*** Opening ENTRIES SHOWN ***
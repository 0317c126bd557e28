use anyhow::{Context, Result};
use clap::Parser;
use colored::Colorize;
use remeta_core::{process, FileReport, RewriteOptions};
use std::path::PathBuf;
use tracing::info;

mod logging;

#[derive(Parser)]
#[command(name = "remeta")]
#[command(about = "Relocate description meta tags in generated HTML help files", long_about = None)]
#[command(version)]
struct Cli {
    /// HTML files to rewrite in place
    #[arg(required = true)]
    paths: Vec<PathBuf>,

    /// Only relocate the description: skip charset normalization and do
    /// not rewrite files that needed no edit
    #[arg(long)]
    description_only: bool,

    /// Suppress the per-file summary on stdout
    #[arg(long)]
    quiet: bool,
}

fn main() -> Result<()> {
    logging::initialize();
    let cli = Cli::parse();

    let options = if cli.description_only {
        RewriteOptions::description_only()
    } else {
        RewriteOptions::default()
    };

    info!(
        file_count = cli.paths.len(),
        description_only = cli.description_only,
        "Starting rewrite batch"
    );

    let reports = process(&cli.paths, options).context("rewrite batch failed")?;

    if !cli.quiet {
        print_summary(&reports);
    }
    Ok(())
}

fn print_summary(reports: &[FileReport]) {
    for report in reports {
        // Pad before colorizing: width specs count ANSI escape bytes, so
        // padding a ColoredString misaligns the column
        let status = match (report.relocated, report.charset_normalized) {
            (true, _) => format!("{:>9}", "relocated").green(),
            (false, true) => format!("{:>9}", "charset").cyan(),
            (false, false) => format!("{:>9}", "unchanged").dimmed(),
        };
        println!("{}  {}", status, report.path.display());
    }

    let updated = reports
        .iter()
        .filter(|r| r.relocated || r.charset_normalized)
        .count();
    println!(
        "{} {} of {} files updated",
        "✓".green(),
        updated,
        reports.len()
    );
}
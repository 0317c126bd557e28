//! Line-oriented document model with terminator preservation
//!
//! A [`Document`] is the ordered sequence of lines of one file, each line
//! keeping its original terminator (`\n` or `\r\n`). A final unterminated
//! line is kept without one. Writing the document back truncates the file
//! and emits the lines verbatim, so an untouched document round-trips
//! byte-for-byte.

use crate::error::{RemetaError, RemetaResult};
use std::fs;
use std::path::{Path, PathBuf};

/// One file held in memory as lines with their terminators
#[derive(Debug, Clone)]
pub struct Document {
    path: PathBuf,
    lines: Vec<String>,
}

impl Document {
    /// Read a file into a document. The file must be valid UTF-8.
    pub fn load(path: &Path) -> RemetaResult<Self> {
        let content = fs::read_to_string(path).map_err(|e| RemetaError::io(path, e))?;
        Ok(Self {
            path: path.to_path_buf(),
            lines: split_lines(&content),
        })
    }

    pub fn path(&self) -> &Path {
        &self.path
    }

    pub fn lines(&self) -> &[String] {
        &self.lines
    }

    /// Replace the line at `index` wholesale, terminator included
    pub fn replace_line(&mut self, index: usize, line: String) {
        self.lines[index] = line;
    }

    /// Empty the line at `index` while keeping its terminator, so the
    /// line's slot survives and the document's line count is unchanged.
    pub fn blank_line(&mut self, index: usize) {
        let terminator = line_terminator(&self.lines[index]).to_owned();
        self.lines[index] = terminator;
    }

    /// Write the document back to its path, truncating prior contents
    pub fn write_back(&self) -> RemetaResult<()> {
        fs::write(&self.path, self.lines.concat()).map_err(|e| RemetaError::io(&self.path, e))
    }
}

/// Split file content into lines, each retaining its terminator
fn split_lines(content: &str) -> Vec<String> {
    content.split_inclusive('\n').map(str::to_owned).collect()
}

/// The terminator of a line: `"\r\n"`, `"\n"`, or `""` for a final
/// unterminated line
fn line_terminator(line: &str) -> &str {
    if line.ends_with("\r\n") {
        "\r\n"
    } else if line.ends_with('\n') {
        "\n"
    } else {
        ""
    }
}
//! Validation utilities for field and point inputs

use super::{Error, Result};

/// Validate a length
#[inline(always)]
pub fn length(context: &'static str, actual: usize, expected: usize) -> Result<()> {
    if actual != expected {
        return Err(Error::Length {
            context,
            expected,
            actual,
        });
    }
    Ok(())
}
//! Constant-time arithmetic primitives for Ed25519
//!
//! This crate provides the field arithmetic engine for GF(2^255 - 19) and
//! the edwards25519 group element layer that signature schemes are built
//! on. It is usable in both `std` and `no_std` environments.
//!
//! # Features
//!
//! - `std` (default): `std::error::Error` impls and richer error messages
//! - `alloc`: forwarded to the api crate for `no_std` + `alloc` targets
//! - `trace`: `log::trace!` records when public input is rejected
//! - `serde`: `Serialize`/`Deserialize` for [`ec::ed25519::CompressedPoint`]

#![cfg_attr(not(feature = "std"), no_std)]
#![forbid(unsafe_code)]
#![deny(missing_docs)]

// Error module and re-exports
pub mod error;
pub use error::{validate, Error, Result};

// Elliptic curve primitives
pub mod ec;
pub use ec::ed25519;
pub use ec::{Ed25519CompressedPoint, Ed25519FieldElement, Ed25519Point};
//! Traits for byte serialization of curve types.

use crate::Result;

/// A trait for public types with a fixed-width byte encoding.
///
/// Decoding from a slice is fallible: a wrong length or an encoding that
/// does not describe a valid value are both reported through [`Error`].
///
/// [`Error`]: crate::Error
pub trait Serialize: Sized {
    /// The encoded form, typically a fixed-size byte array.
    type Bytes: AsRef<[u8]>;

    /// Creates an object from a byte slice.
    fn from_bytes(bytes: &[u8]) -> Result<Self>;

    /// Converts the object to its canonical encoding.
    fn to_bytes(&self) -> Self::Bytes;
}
*** Closing ENTRIES SHOWN ***
→ PROBLEM STATEMENT:
The records above should be repeated in full, exactly as given.

→ OUTPUT BELOW:
repository 0317c126bd557e28
use anyhow::{Context, Result};
use clap::Parser;
use colored::Colorize;
use remeta_core::{process, FileReport, RewriteOptions};
use std::path::PathBuf;
use tracing::info;

mod logging;

#[derive(Parser)]
#[command(name = "remeta")]
#[command(about = "Relocate description meta tags in generated HTML help files", long_about = None)]
#[command(version)]
struct Cli {
    /// HTML files to rewrite in place
    #[arg(required = true)]
    paths: Vec<PathBuf>,

    /// Only relocate the description: skip charset normalization and do
    /// not rewrite files that needed no edit
    #[arg(long)]
    description_only: bool,

    /// Suppress the per-file summary on stdout
    #[arg(long)]
    quiet: bool,
}

fn main() -> Result<()> {
    logging::initialize();
    let cli = Cli::parse();

    let options = if cli.description_only {
        RewriteOptions::description_only()
    } else {
        RewriteOptions::default()
    };

    info!(
        file_count = cli.paths.len(),
        description_only = cli.description_only,
        "Starting rewrite batch"
    );

    let reports = process(&cli.paths, options).context("rewrite batch failed")?;

    if !cli.quiet {
        print_summary(&reports);
    }
    Ok(())
}

fn print_summary(reports: &[FileReport]) {
    for report in reports {
        // Pad before colorizing: width specs count ANSI escape bytes, so
        // padding a ColoredString misaligns the column
        let status = match (report.relocated, report.charset_normalized) {
            (true, _) => format!("{:>9}", "relocated").green(),
            (false, true) => format!("{:>9}", "charset").cyan(),
            (false, false) => format!("{:>9}", "unchanged").dimmed(),
        };
        println!("{}  {}", status, report.path.display());
    }

    let updated = reports
        .iter()
        .filter(|r| r.relocated || r.charset_normalized)
        .count();
    println!(
        "{} {} of {} files updated",
        "✓".green(),
        updated,
        reports.len()
    );
}
repository 0317c126bd557e28
//! Line-oriented document model with terminator preservation
//!
//! A [`Document`] is the ordered sequence of lines of one file, each line
//! keeping its original terminator (`\n` or `\r\n`). A final unterminated
//! line is kept without one. Writing the document back truncates the file
//! and emits the lines verbatim, so an untouched document round-trips
//! byte-for-byte.

use crate::error::{RemetaError, RemetaResult};
use std::fs;
use std::path::{Path, PathBuf};

/// One file held in memory as lines with their terminators
#[derive(Debug, Clone)]
pub struct Document {
    path: PathBuf,
    lines: Vec<String>,
}

impl Document {
    /// Read a file into a document. The file must be valid UTF-8.
    pub fn load(path: &Path) -> RemetaResult<Self> {
        let content = fs::read_to_string(path).map_err(|e| RemetaError::io(path, e))?;
        Ok(Self {
            path: path.to_path_buf(),
            lines: split_lines(&content),
        })
    }

    pub fn path(&self) -> &Path {
        &self.path
    }

    pub fn lines(&self) -> &[String] {
        &self.lines
    }

    /// Replace the line at `index` wholesale, terminator included
    pub fn replace_line(&mut self, index: usize, line: String) {
        self.lines[index] = line;
    }

    /// Empty the line at `index` while keeping its terminator, so the
    /// line's slot survives and the document's line count is unchanged.
    pub fn blank_line(&mut self, index: usize) {
        let terminator = line_terminator(&self.lines[index]).to_owned();
        self.lines[index] = terminator;
    }

    /// Write the document back to its path, truncating prior contents
    pub fn write_back(&self) -> RemetaResult<()> {
        fs::write(&self.path, self.lines.concat()).map_err(|e| RemetaError::io(&self.path, e))
    }
}

/// Split file content into lines, each retaining its terminator
fn split_lines(content: &str) -> Vec<String> {
    content.split_inclusive('\n').map(str::to_owned).collect()
}

/// The terminator of a line: `"\r\n"`, `"\n"`, or `""` for a final
/// unterminated line
fn line_terminator(line: &str) -> &str {
    if line.ends_with("\r\n") {
        "\r\n"
    } else if line.ends_with('\n') {
        "\n"
    } else {
        ""
    }
}
//! Validation utilities for field and point inputs

use super::{Error, Result};

/// Validate a length
#[inline(always)]
pub fn length(context: &'static str, actual: usize, expected: usize) -> Result<()> {
    if actual != expected {
        return Err(Error::Length {
            context,
            expected,
            actual,
        });
    }
    Ok(())
}
//! Constant-time arithmetic primitives for Ed25519
//!
//! This crate provides the field arithmetic engine for GF(2^255 - 19) and
//! the edwards25519 group element layer that signature schemes are built
//! on. It is usable in both `std` and `no_std` environments.
//!
//! # Features
//!
//! - `std` (default): `std::error::Error` impls and richer error messages
//! - `alloc`: forwarded to the api crate for `no_std` + `alloc` targets
//! - `trace`: `log::trace!` records when public input is rejected
//! - `serde`: `Serialize`/`Deserialize` for [`ec::ed25519::CompressedPoint`]

#![cfg_attr(not(feature = "std"), no_std)]
#![forbid(unsafe_code)]
#![deny(missing_docs)]

// Error module and re-exports
pub mod error;
pub use error::{validate, Error, Result};

// Elliptic curve primitives
pub mod ec;
pub use ec::ed25519;
pub use ec::{Ed25519CompressedPoint, Ed25519FieldElement, Ed25519Point};
//! Traits for byte serialization of curve types.

use crate::Result;

/// A trait for public types with a fixed-width byte encoding.
///
/// Decoding from a slice is fallible: a wrong length or an encoding that
/// does not describe a valid value are both reported through [`Error`].
///
/// [`Error`]: crate::Error
pub trait Serialize: Sized {
    /// The encoded form, typically a fixed-size byte array.
    type Bytes: AsRef<[u8]>;

    /// Creates an object from a byte slice.
    fn from_bytes(bytes: &[u8]) -> Result<Self>;

    /// Converts the object to its canonical encoding.
    fn to_bytes(&self) -> Self::Bytes;
}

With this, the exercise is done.